Blaise searched for something comforting to say. “I’ll talk to your wife,” he finally said. “I won’t tell her. You still love her, don’t you, Gordon? She loves you.”
They stepped into the glaring sun. “She loves Gordon Hill.”
“You’re Gordon Hill.”
“Would you still be Blaise Cunningham? Or would you be some kind of echo lodged in the brain of a worm? You know, every animal is born with ingrained knowledge. Mammals, how to suckle. Worms, how to eat. Even man has the urge to mate without instruction. Australian wild dogs feign death. Probably the most advanced animal to be born with that survival mechanism. The matrix must exert itself.” Blaise couldn’t answer that at all. Not then.
“Dobie is my only long-term experimental animal, Blaise. Dr. Hemmett had all the others destroyed. I wasn’t even allowed to do an autopsy.”
“I see.” Blaise studied his hands. “You’re your own guinea pig. And Dobie.”
“You understand how important this is?”
“Yes. Is there any way I can reach you?”
“Can you remember this telephone number?”
Blaise repeated it.
“You can call me there without anyone knowing.”
“Is it important that no one knows?”
“It’s important to you.”
They stared at each other in silence. “Can you get out if you want to, Gordon?”
“I’m not a prisoner. They need me. But they want to know everything I do, every place I go, everyone I see. It’s not safe for the people I talk to. My that fellow who goes around holding up walls—if I talk, he listens. Not for himself, you understand.” Gordon stuck his hands in his pockets. “Tell Stella to get the kids out of school and go hide. Hide good.”
“Why? If they need your cooperation, Gordon?”
“Jensen had orders to kill Dobie if he couldn’t catch him.” Blaise nodded. “Do they know you’re your own guinea pig?”
“I don’t want them to find out.” Gordon held his hand out and Blaise took it. “I
can’t tell you everything, but you’ll figure it out.” Gordon slipped away into the crowd. Linda seemed disappointed when she came back.
“What did he talk about that I couldn’t hear?”
“His sex life.”
“You’re lying.”
“Just getting in practice for my next meeting with your uncle.”
Linda contemplated Blaise, her own thoughts hidden.
He made a point of going out by a different exit than Gordon used. The holiday crowd absorbed them and Blaise thought they were home free when a voice said, “Fancy meeting you here!”

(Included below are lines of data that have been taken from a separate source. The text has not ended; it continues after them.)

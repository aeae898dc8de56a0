//! Image-to-JPEG normalization
//!
//! Decoding, color flattening onto white, bounded downscaling and JPEG
//! encoding. Everything here works in memory; nothing touches the package.

use std::io::Cursor;

use image::codecs::jpeg::JpegEncoder;
use image::imageops::FilterType;
use image::{DynamicImage, ImageFormat, ImageReader, Rgb, RgbImage};

use crate::config::defaults::BACKGROUND_COLOR;
use crate::error::ImageError;

/// An image ready for JPEG encoding
#[derive(Debug)]
pub struct Normalized {
    pub image: RgbImage,
    /// Dimensions after decoding, before any resize
    pub original_dimensions: (u32, u32),
    /// New dimensions, if the image was scaled down
    pub resized: Option<(u32, u32)>,
}

/// Decode image bytes, sniffing the format from content and falling back to
/// the file extension.
pub fn decode(bytes: &[u8], extension: Option<&str>) -> Result<DynamicImage, ImageError> {
    let mut reader = ImageReader::new(Cursor::new(bytes))
        .with_guessed_format()
        .map_err(ImageError::Read)?;
    if reader.format().is_none() {
        if let Some(format) = extension.and_then(ImageFormat::from_extension) {
            reader.set_format(format);
        }
    }
    reader.decode().map_err(ImageError::Decode)
}

/// Flatten to 8-bit RGB. Images with an alpha channel are composited over a
/// white canvas using alpha as the blend mask; others are converted directly.
pub fn flatten(image: DynamicImage) -> RgbImage {
    if !image.color().has_alpha() {
        return match image {
            DynamicImage::ImageRgb8(rgb) => rgb,
            other => other.into_rgb8(),
        };
    }

    let rgba = image.into_rgba8();
    let (width, height) = rgba.dimensions();
    let mut canvas = RgbImage::from_pixel(width, height, Rgb(BACKGROUND_COLOR));
    for (out, src) in canvas.pixels_mut().zip(rgba.pixels()) {
        let alpha = u32::from(src[3]);
        for c in 0..3 {
            out[c] = blend(src[c], out[c], alpha);
        }
    }
    canvas
}

fn blend(fg: u8, bg: u8, alpha: u32) -> u8 {
    ((u32::from(fg) * alpha + u32::from(bg) * (255 - alpha) + 127) / 255) as u8
}

/// Dimensions after fitting the larger side into `max_dimension`, or `None`
/// if the image already fits. Both sides share one ratio and are rounded to
/// the nearest pixel.
pub fn target_dimensions(width: u32, height: u32, max_dimension: u32) -> Option<(u32, u32)> {
    let largest = width.max(height);
    if largest <= max_dimension {
        return None;
    }

    let ratio = f64::from(max_dimension) / f64::from(largest);
    let scale = |dim: u32| ((f64::from(dim) * ratio).round() as u32).max(1);
    Some((scale(width), scale(height)))
}

/// Flatten and, if needed, downscale with a Lanczos3 filter
pub fn normalize(image: DynamicImage, max_dimension: u32) -> Normalized {
    let original_dimensions = (image.width(), image.height());
    let rgb = flatten(image);

    match target_dimensions(original_dimensions.0, original_dimensions.1, max_dimension) {
        Some((width, height)) => Normalized {
            image: image::imageops::resize(&rgb, width, height, FilterType::Lanczos3),
            original_dimensions,
            resized: Some((width, height)),
        },
        None => Normalized {
            image: rgb,
            original_dimensions,
            resized: None,
        },
    }
}

/// Encode as baseline JPEG. Quality outside 1-100 is clamped by the encoder.
pub fn encode_jpeg(image: &RgbImage, quality: u8) -> Result<Vec<u8>, ImageError> {
    let mut bytes = Vec::new();
    let mut encoder = JpegEncoder::new_with_quality(&mut bytes, quality);
    encoder.encode_image(image).map_err(ImageError::Encode)?;
    Ok(bytes)
}

#[cfg(test)]
mod tests {
    use super::*;
    use image::{GrayImage, Luma, LumaA, Rgba, RgbaImage};

    fn noisy_rgb(width: u32, height: u32) -> RgbImage {
        RgbImage::from_fn(width, height, |x, y| {
            let v = x.wrapping_mul(2654435761).wrapping_add(y.wrapping_mul(40503)) >> 7;
            Rgb([v as u8, (v >> 8) as u8, (x * 3 + y) as u8])
        })
    }

    fn png_bytes(image: &DynamicImage) -> Vec<u8> {
        let mut bytes = Vec::new();
        image
            .write_to(&mut Cursor::new(&mut bytes), ImageFormat::Png)
            .unwrap();
        bytes
    }

    #[test]
    fn test_target_dimensions_within_limit() {
        assert_eq!(target_dimensions(1920, 1080, 1920), None);
        assert_eq!(target_dimensions(10, 10, 1920), None);
    }

    #[test]
    fn test_target_dimensions_landscape() {
        assert_eq!(target_dimensions(4000, 3000, 1920), Some((1920, 1440)));
    }

    #[test]
    fn test_target_dimensions_portrait_rounds() {
        // 1000 * (300 / 2999) = 100.03 -> 100
        assert_eq!(target_dimensions(1000, 2999, 300), Some((100, 300)));
        // 1001 * 0.5 = 500.5 -> 501
        assert_eq!(target_dimensions(1001, 4000, 2000), Some((501, 2000)));
    }

    #[test]
    fn test_target_dimensions_never_zero() {
        assert_eq!(target_dimensions(5000, 1, 100), Some((100, 1)));
    }

    #[test]
    fn test_flatten_transparent_becomes_white() {
        let mut rgba = RgbaImage::from_pixel(4, 4, Rgba([10, 20, 30, 0]));
        rgba.put_pixel(1, 1, Rgba([10, 20, 30, 255]));
        rgba.put_pixel(2, 2, Rgba([0, 0, 0, 128]));

        let rgb = flatten(DynamicImage::ImageRgba8(rgba));
        assert_eq!(rgb.get_pixel(0, 0), &Rgb([255, 255, 255]));
        assert_eq!(rgb.get_pixel(1, 1), &Rgb([10, 20, 30]));
        assert_eq!(rgb.get_pixel(2, 2), &Rgb([127, 127, 127]));
    }

    #[test]
    fn test_flatten_gray_alpha() {
        let image = image::ImageBuffer::from_pixel(2, 2, LumaA([0u8, 0]));
        let rgb = flatten(DynamicImage::ImageLumaA8(image));
        assert!(rgb.pixels().all(|p| *p == Rgb([255, 255, 255])));
    }

    #[test]
    fn test_flatten_gray_converts_without_blending() {
        let gray = GrayImage::from_pixel(3, 2, Luma([42]));
        let rgb = flatten(DynamicImage::ImageLuma8(gray));
        assert_eq!(rgb.dimensions(), (3, 2));
        assert!(rgb.pixels().all(|p| *p == Rgb([42, 42, 42])));
    }

    #[test]
    fn test_normalize_resizes_large_image() {
        let image = DynamicImage::ImageRgb8(noisy_rgb(400, 300));
        let normalized = normalize(image, 200);
        assert_eq!(normalized.original_dimensions, (400, 300));
        assert_eq!(normalized.resized, Some((200, 150)));
        assert_eq!(normalized.image.dimensions(), (200, 150));
    }

    #[test]
    fn test_normalize_keeps_small_image() {
        let image = DynamicImage::ImageRgb8(noisy_rgb(40, 30));
        let normalized = normalize(image, 1920);
        assert_eq!(normalized.resized, None);
        assert_eq!(normalized.image.dimensions(), (40, 30));
    }

    #[test]
    fn test_decode_png() {
        let bytes = png_bytes(&DynamicImage::ImageRgb8(noisy_rgb(8, 6)));
        let decoded = decode(&bytes, Some("png")).unwrap();
        assert_eq!((decoded.width(), decoded.height()), (8, 6));
    }

    #[test]
    fn test_decode_garbage_fails() {
        let err = decode(b"definitely not an image", Some("png")).unwrap_err();
        assert!(matches!(err, ImageError::Decode(_)));
    }

    #[test]
    fn test_encode_produces_jpeg() {
        let bytes = encode_jpeg(&noisy_rgb(32, 32), 60).unwrap();
        assert_eq!(&bytes[..2], &[0xFF, 0xD8]);
        let decoded = decode(&bytes, None).unwrap();
        assert_eq!((decoded.width(), decoded.height()), (32, 32));
    }

    #[test]
    fn test_lower_quality_is_not_larger() {
        let image = noisy_rgb(128, 128);
        let low = encode_jpeg(&image, 20).unwrap();
        let high = encode_jpeg(&image, 95).unwrap();
        assert!(low.len() <= high.len());
    }

    #[test]
    fn test_out_of_range_quality_is_clamped() {
        let image = noisy_rgb(16, 16);
        assert!(encode_jpeg(&image, 0).is_ok());
        assert!(encode_jpeg(&image, 200).is_ok());
    }
}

The man who had introduced himself on the plane smiled, showing strong teeth. His pinstripe suit had been switched for pastel slacks.
“How was the park? Wonderful buffet. Lots of pasta.” Blaise stared.
“Well,” he said. “I see you didn’t take my advice.”
“I don’t remember any.”
“That’s all right. I’ll remind you. Later.” As they walked past he called. “By the way, Dr. Cunningham!”
Blaise turned. Linda tugged at his arm.
“I should tell you. Dr. Hemmett says you have some property that belongs to GENRECT.” The button man smiled. “I don’t have anything.”
“Sure you do, Doctor. Dr. Hemmett wants it back.” Slowly, comprehension dawned. “I’m not sure it belongs to Dr. Hemmett. Besides . . .”
Blaise hesitated. Too much depended on the right answer. “Considering Dr. Hemmett’s intentions, I can’t do that. Neither should you.” He looked the stranger solemnly in the eye.
The button man examined Blaise carefully. “You may well be right, Dr. Cunningham.” He laughed. “Well, you’re in luck today because property recovery isn’t my job. That’s somebody else’s. But I’d be very careful about loose ends if I were you.”
“I appreciate the advice.”
“I have my reasons.” He contemplated Blaise and Linda for what seemed an eternity. Finally he seemed to make up his mind. “You can always leave word with the GENRECT switchboard if you have anything to say to me. Ask for Sergio Paoli.”
Blaise blinked. “Will Dr. Hemmett stand for that?”